MailChimp Header Pop-up Form Code
Lately we have heard a great deal about Apple’s battle with the FBI over privacy and data encryption. However, just a couple of years ago, two other tech giants were battling it out in the public eye – and eye tracking technology played a crucial part in the case.

 

In fact, eye tracking technology was called in to “testify” in a heated antitrust case. The Initiative for a Competitive Online Marketplace (ICOMP) commissioned an eye tracking study to show how Google allegedly used their search results to promote their own services. The German Sport University in Cologne did the heavy lifting for the study, and Microsoft and others had their fingers crossed that it would help make their case in the drawn-out legal battle.

 

Microsoft claimed that Google was not transparent in their methods, and they hoped the eye-tracking study would show that visual attention for organic links is less prevalent, compared to some of the Google results.
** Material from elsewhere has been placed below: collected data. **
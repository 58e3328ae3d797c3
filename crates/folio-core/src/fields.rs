//! Declarative field-spec tables, one per content kind.
//!
//! Each entry names a stored field and the shape the normalizer expects it
//! in. The names are the storage field names, which are also the serialized
//! names of the canonical records. Adding a field to a record means adding a
//! row here; `normalize::tests` checks the tables and records stay in step.

use crate::coerce::{EXCERPT_CHARS, ListDelimiter};
use crate::document::{CREATED_AT_FIELD, ID_FIELD, UPDATED_AT_FIELD};
use crate::enums::{ContentKind, SkillExperienceType};

/// How a stored field is validated and coerced.
#[derive(Debug, Clone, Copy, PartialEq, Eq)]
pub enum FieldShape {
    /// Non-blank string, else the default.
    Text,
    /// Non-blank string, else absent.
    OptionalText,
    /// String from a fixed set, else the default.
    Choice(&'static [&'static str]),
    /// String or array of strings, coerced into a list.
    List(ListDelimiter),
    /// Array of `{title, description}` maps; a non-array falls back to the
    /// default sequence as a whole.
    CoreValues,
    /// Display date with a secondary timestamp field.
    Date { secondary: &'static str },
    /// Native or string-encoded timestamp, else absent.
    Timestamp,
    /// The store's document id.
    DocumentId,
    /// Stored slug, else the document id.
    Slug,
    /// Stored excerpt, else derived from the `source` field.
    Excerpt { source: &'static str, max_chars: usize },
}

/// One row of a field-spec table.
#[derive(Debug, Clone, Copy, PartialEq, Eq)]
pub struct FieldSpec {
    pub name: &'static str,
    pub shape: FieldShape,
}

const fn field(name: &'static str, shape: FieldShape) -> FieldSpec {
    FieldSpec { name, shape }
}

const fn text(name: &'static str) -> FieldSpec {
    field(name, FieldShape::Text)
}

const ID: FieldSpec = field(ID_FIELD, FieldShape::DocumentId);
const CREATED_AT: FieldSpec = field(CREATED_AT_FIELD, FieldShape::Timestamp);
const UPDATED_AT: FieldSpec = field(UPDATED_AT_FIELD, FieldShape::Timestamp);
const TAGS: FieldSpec = field("tags", FieldShape::List(ListDelimiter::Comma));

pub const HOME_FIELDS: &[FieldSpec] = &[
    text("heroTitle"),
    text("heroSubtitle"),
    text("heroCtaButtonText"),
    text("heroCtaLink"),
    text("heroSecondaryButtonText"),
    text("heroSecondaryLink"),
    text("exploreTitle"),
    text("exploreAboutTitle"),
    text("exploreAboutDescription"),
    text("exploreProjectsTitle"),
    text("exploreProjectsDescription"),
    text("exploreBlogTitle"),
    text("exploreBlogDescription"),
    text("ctaTitle"),
    text("ctaSubtitle"),
    text("ctaButtonText"),
    text("ctaButtonLink"),
];

pub const ABOUT_FIELDS: &[FieldSpec] = &[
    text("pageTitle"),
    text("pageDescription"),
    text("portraitImageUrl"),
    text("portraitImageHint"),
    text("greetingName"),
    text("profession"),
    text("keySkill1"),
    text("keySkill2"),
    text("keySkill3"),
    text("bioIntro"),
    text("bioCollaboration"),
    text("bioPersonal"),
    text("coreValuesTitle"),
    field("coreValues", FieldShape::CoreValues),
];

pub const PROJECT_FIELDS: &[FieldSpec] = &[
    ID,
    text("title"),
    text("description"),
    text("imageUrl"),
    text("imageHint"),
    TAGS,
    field("liveDemoUrl", FieldShape::OptionalText),
    field("repoUrl", FieldShape::OptionalText),
    CREATED_AT,
    UPDATED_AT,
];

pub const BLOG_POST_FIELDS: &[FieldSpec] = &[
    ID,
    field("slug", FieldShape::Slug),
    text("title"),
    field(
        "excerpt",
        FieldShape::Excerpt {
            source: "content",
            max_chars: EXCERPT_CHARS,
        },
    ),
    text("content"),
    field(
        "publicationDate",
        FieldShape::Date {
            secondary: CREATED_AT_FIELD,
        },
    ),
    text("author"),
    TAGS,
    text("imageUrl"),
    text("imageHint"),
    CREATED_AT,
    UPDATED_AT,
];

pub const EXPERIENCE_FIELDS: &[FieldSpec] = &[
    ID,
    text("role"),
    text("company"),
    text("dateRange"),
    field("responsibilities", FieldShape::List(ListDelimiter::Newline)),
    CREATED_AT,
    UPDATED_AT,
];

pub const EDUCATION_FIELDS: &[FieldSpec] = &[
    ID,
    text("degree"),
    text("institution"),
    text("dateRange"),
    field("details", FieldShape::List(ListDelimiter::Newline)),
    CREATED_AT,
    UPDATED_AT,
];

pub const SKILL_EXPERIENCE_FIELDS: &[FieldSpec] = &[
    ID,
    text("name"),
    field("type", FieldShape::Choice(SkillExperienceType::STORED_VALUES)),
    field("category", FieldShape::OptionalText),
    field("level", FieldShape::OptionalText),
    field("company", FieldShape::OptionalText),
    field("role", FieldShape::OptionalText),
    field("dateRange", FieldShape::OptionalText),
    text("description"),
    field("details", FieldShape::List(ListDelimiter::Newline)),
    CREATED_AT,
    UPDATED_AT,
];

/// Field-spec table of `kind`.
#[must_use]
pub const fn spec_for(kind: ContentKind) -> &'static [FieldSpec] {
    match kind {
        ContentKind::Home => HOME_FIELDS,
        ContentKind::About => ABOUT_FIELDS,
        ContentKind::Experience => EXPERIENCE_FIELDS,
        ContentKind::Education => EDUCATION_FIELDS,
        ContentKind::SkillExperience => SKILL_EXPERIENCE_FIELDS,
        ContentKind::BlogPost => BLOG_POST_FIELDS,
        ContentKind::Project => PROJECT_FIELDS,
    }
}
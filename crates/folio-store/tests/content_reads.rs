//! End-to-end content reads against both store backends.
//!
//! Each scenario is written once against `ContentRepository<S>` and run over
//! the in-memory store and an on-disk libSQL database.

use chrono::{TimeZone, Utc};
use pretty_assertions::assert_eq;
use serde_json::json;

use folio_core::coerce::DATE_NOT_SET;
use folio_core::defaults::SAMPLE_ID_PREFIX;
use folio_core::document::{Document, FieldValue, document_from_json};
use folio_core::entities::{
    AboutContent, BlogPost, ContentRecord, HomeContent, Project, SkillExperience,
};
use folio_core::enums::{SkillExperienceType, SortDirection};
use folio_store::{ContentRepository, DocumentStore, LibsqlStore, MemoryStore};

fn fields(value: serde_json::Value) -> Document {
    let serde_json::Value::Object(map) = value else {
        panic!("expected a JSON object");
    };
    document_from_json(map)
}

fn at(year: i32, month: u32, day: u32) -> FieldValue {
    Utc.with_ymd_and_hms(year, month, day, 12, 0, 0).unwrap().into()
}

async fn libsql_repo(dir: &tempfile::TempDir) -> ContentRepository<LibsqlStore> {
    let path = dir.path().join("content.db");
    let store = LibsqlStore::open_local(&path.to_string_lossy()).await.unwrap();
    ContentRepository::new(store)
}

// ---------------------------------------------------------------------------
// Scenarios
// ---------------------------------------------------------------------------

async fn empty_home_is_exact_default<S: DocumentStore>(repo: &ContentRepository<S>) {
    repo.store()
        .put_document("homeContent", "main", Document::new())
        .await
        .unwrap();
    let home: HomeContent = repo.fetch_singleton().await;
    assert_eq!(home, HomeContent::fallback());

    let value = serde_json::to_value(&home).unwrap();
    for (key, field) in value.as_object().unwrap() {
        assert!(!field.as_str().unwrap().is_empty(), "{key} is empty");
    }
}

async fn about_with_bad_core_values<S: DocumentStore>(repo: &ContentRepository<S>) {
    repo.store()
        .put_document(
            "aboutContent",
            "main",
            fields(json!({
                "greetingName": "Ada Lovelace",
                "coreValues": "Curiosity"
            })),
        )
        .await
        .unwrap();
    let about: AboutContent = repo.fetch_singleton().await;
    assert_eq!(about.greeting_name, "Ada Lovelace");
    assert_eq!(about.core_values, AboutContent::fallback().core_values);
}

async fn blog_listing_normalizes_legacy_encodings<S: DocumentStore>(
    repo: &ContentRepository<S>,
) {
    let mut older = fields(json!({
        "title": "Older",
        "slug": "older",
        "tags": "React, Next.js,  TypeScript ",
        "publicationDate": "2023-11-15",
        "content": "Short body"
    }));
    older.insert("createdAt".into(), at(2023, 11, 15));
    let mut newer = fields(json!({
        "title": "Newer",
        "slug": "newer",
        "tags": ["Rust"],
        "publicationDate": "not-a-date"
    }));
    newer.insert("createdAt".into(), at(2024, 2, 1));
    let undated = fields(json!({"title": "Undated", "slug": "undated"}));

    let store = repo.store();
    store.put_document("blogPosts", "a", older).await.unwrap();
    store.put_document("blogPosts", "b", newer).await.unwrap();
    store.put_document("blogPosts", "c", undated).await.unwrap();

    let posts = repo.fetch_latest::<BlogPost>().await.into_records();
    let titles: Vec<_> = posts.iter().map(|p| p.title.as_str()).collect();
    assert_eq!(titles, vec!["Newer", "Older"], "undated post is not listed");

    assert_eq!(posts[1].tags, vec!["React", "Next.js", "TypeScript"]);
    assert_eq!(posts[1].publication_date, "November 15, 2023");
    assert_eq!(posts[1].excerpt, "Short body");
    assert_eq!(posts[0].publication_date, "not-a-date");
    assert_eq!(posts[0].author, BlogPost::fallback().author);

    let undated = repo.fetch_by_slug("undated").await.unwrap();
    assert_eq!(undated.publication_date, DATE_NOT_SET);
}

async fn ascending_projects<S: DocumentStore>(repo: &ContentRepository<S>) {
    for (id, year) in [("p2", 2022), ("p1", 2021), ("p3", 2023)] {
        let mut doc = fields(json!({"title": id}));
        doc.insert("createdAt".into(), at(year, 1, 1));
        repo.store().put_document("projects", id, doc).await.unwrap();
    }
    let outcome = repo
        .fetch_list::<Project>("createdAt", SortDirection::Ascending)
        .await;
    let ids: Vec<_> = outcome.records().iter().map(|p| p.id.as_str()).collect();
    assert_eq!(ids, vec!["p1", "p2", "p3"]);
}

async fn duplicate_slugs_resolve_to_newest<S: DocumentStore>(repo: &ContentRepository<S>) {
    for (id, day) in [("x-old", 1), ("x-new", 20), ("x-mid", 10)] {
        let mut doc = fields(json!({"slug": "shared", "title": id}));
        doc.insert("createdAt".into(), at(2024, 5, day));
        repo.store().put_document("blogPosts", id, doc).await.unwrap();
    }
    let post = repo.fetch_by_slug("shared").await.unwrap();
    assert_eq!(post.id, "x-new");
    assert!(repo.fetch_by_slug("missing-slug").await.is_none());
    assert!(!repo.slug_is_available("shared", Some("x-new")).await.unwrap());
}

async fn skill_entries_keep_variant_fields<S: DocumentStore>(repo: &ContentRepository<S>) {
    let mut doc = fields(json!({
        "name": "Platform Team",
        "type": "experience",
        "company": "Acme",
        "role": "Lead",
        "details": "Built CI\nRan on-call"
    }));
    doc.insert("createdAt".into(), at(2024, 1, 1));
    let id = repo.store().add_document("skillsExperience", doc).await.unwrap();

    let entries = repo.fetch_latest::<SkillExperience>().await.into_records();
    assert_eq!(entries.len(), 1);
    let entry = &entries[0];
    assert_eq!(entry.id, id);
    assert_eq!(entry.entry_type, SkillExperienceType::Experience);
    assert_eq!(entry.company.as_deref(), Some("Acme"));
    assert_eq!(entry.level, None);
    assert_eq!(entry.details, vec!["Built CI", "Ran on-call"]);
}

// ---------------------------------------------------------------------------
// Memory backend
// ---------------------------------------------------------------------------

#[tokio::test]
async fn memory_empty_home() {
    empty_home_is_exact_default(&ContentRepository::new(MemoryStore::new())).await;
}

#[tokio::test]
async fn memory_about_core_values() {
    about_with_bad_core_values(&ContentRepository::new(MemoryStore::new())).await;
}

#[tokio::test]
async fn memory_blog_listing() {
    blog_listing_normalizes_legacy_encodings(&ContentRepository::new(MemoryStore::new())).await;
}

#[tokio::test]
async fn memory_ascending_projects() {
    ascending_projects(&ContentRepository::new(MemoryStore::new())).await;
}

#[tokio::test]
async fn memory_duplicate_slugs() {
    duplicate_slugs_resolve_to_newest(&ContentRepository::new(MemoryStore::new())).await;
}

#[tokio::test]
async fn memory_skill_entries() {
    skill_entries_keep_variant_fields(&ContentRepository::new(MemoryStore::new())).await;
}

#[tokio::test]
async fn memory_failed_reads_never_fabricate_rows() {
    let repo = ContentRepository::new(MemoryStore::new());
    repo.store().set_unavailable(true);

    let outcome = repo.fetch_latest::<Project>().await;
    assert!(outcome.is_failed());
    assert!(outcome.records().is_empty());

    let samples = outcome.or_samples();
    assert!(samples.iter().all(|p| p.id.starts_with(SAMPLE_ID_PREFIX)));

    let resume = repo.fetch_resume().await;
    assert!(resume.experience.is_failed());
    assert!(resume.education.is_failed());
    assert!(repo.fetch_by_slug("anything").await.is_none());
}

// ---------------------------------------------------------------------------
// libSQL backend
// ---------------------------------------------------------------------------

#[tokio::test]
async fn libsql_empty_home() {
    let dir = tempfile::tempdir().unwrap();
    empty_home_is_exact_default(&libsql_repo(&dir).await).await;
}

#[tokio::test]
async fn libsql_about_core_values() {
    let dir = tempfile::tempdir().unwrap();
    about_with_bad_core_values(&libsql_repo(&dir).await).await;
}

#[tokio::test]
async fn libsql_blog_listing() {
    let dir = tempfile::tempdir().unwrap();
    blog_listing_normalizes_legacy_encodings(&libsql_repo(&dir).await).await;
}

#[tokio::test]
async fn libsql_ascending_projects() {
    let dir = tempfile::tempdir().unwrap();
    ascending_projects(&libsql_repo(&dir).await).await;
}

#[tokio::test]
async fn libsql_duplicate_slugs() {
    let dir = tempfile::tempdir().unwrap();
    duplicate_slugs_resolve_to_newest(&libsql_repo(&dir).await).await;
}

#[tokio::test]
async fn libsql_skill_entries() {
    let dir = tempfile::tempdir().unwrap();
    skill_entries_keep_variant_fields(&libsql_repo(&dir).await).await;
}

#[tokio::test]
async fn libsql_resume_reads_both_collections() {
    let dir = tempfile::tempdir().unwrap();
    let repo = libsql_repo(&dir).await;
    let mut job = fields(json!({"role": "Engineer", "responsibilities": ["Ship"]}));
    job.insert("createdAt".into(), at(2024, 1, 1));
    repo.store().put_document("experiences", "e1", job).await.unwrap();

    let resume = repo.fetch_resume().await;
    assert_eq!(resume.experience.records().len(), 1);
    assert_eq!(resume.experience.records()[0].responsibilities, vec!["Ship"]);
    assert!(resume.education.is_empty());
}

#[tokio::test]
async fn libsql_reopen_keeps_documents() {
    let dir = tempfile::tempdir().unwrap();
    {
        let repo = libsql_repo(&dir).await;
        repo.store()
            .put_document("homeContent", "main", fields(json!({"heroTitle": "Persisted"})))
            .await
            .unwrap();
    }
    let repo = libsql_repo(&dir).await;
    let home: HomeContent = repo.fetch_singleton().await;
    assert_eq!(home.hero_title, "Persisted");
}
These results often have images included, which Microsoft believed drew the eyes away from other organic results.

 

Specifically, ICOMP said the study showed that:

 

1. “Google’s ‘Sponsored’ results consistently attracted the largest amount of the users’ total visual attention.”

 

2. “Alternative search sites did not draw enough visual attention to prompt the users to click on them.”

 

3. “Visual attention for organic links was negligible compared to the ‘image enhanced’ Google elements placed above them.”

 

These claims related to the accusation of what the European Commission was investigating at the time, which was that the so-called lack of transparency in Google’s search results led users to believe that Google’s search results are organic and neutral.

 

Eye tracking played an interesting and important part of this far-reaching legal case. It’s too bad that eye tracking technology’s abilities can’t be utilized to settle the case between Apple and the FBI.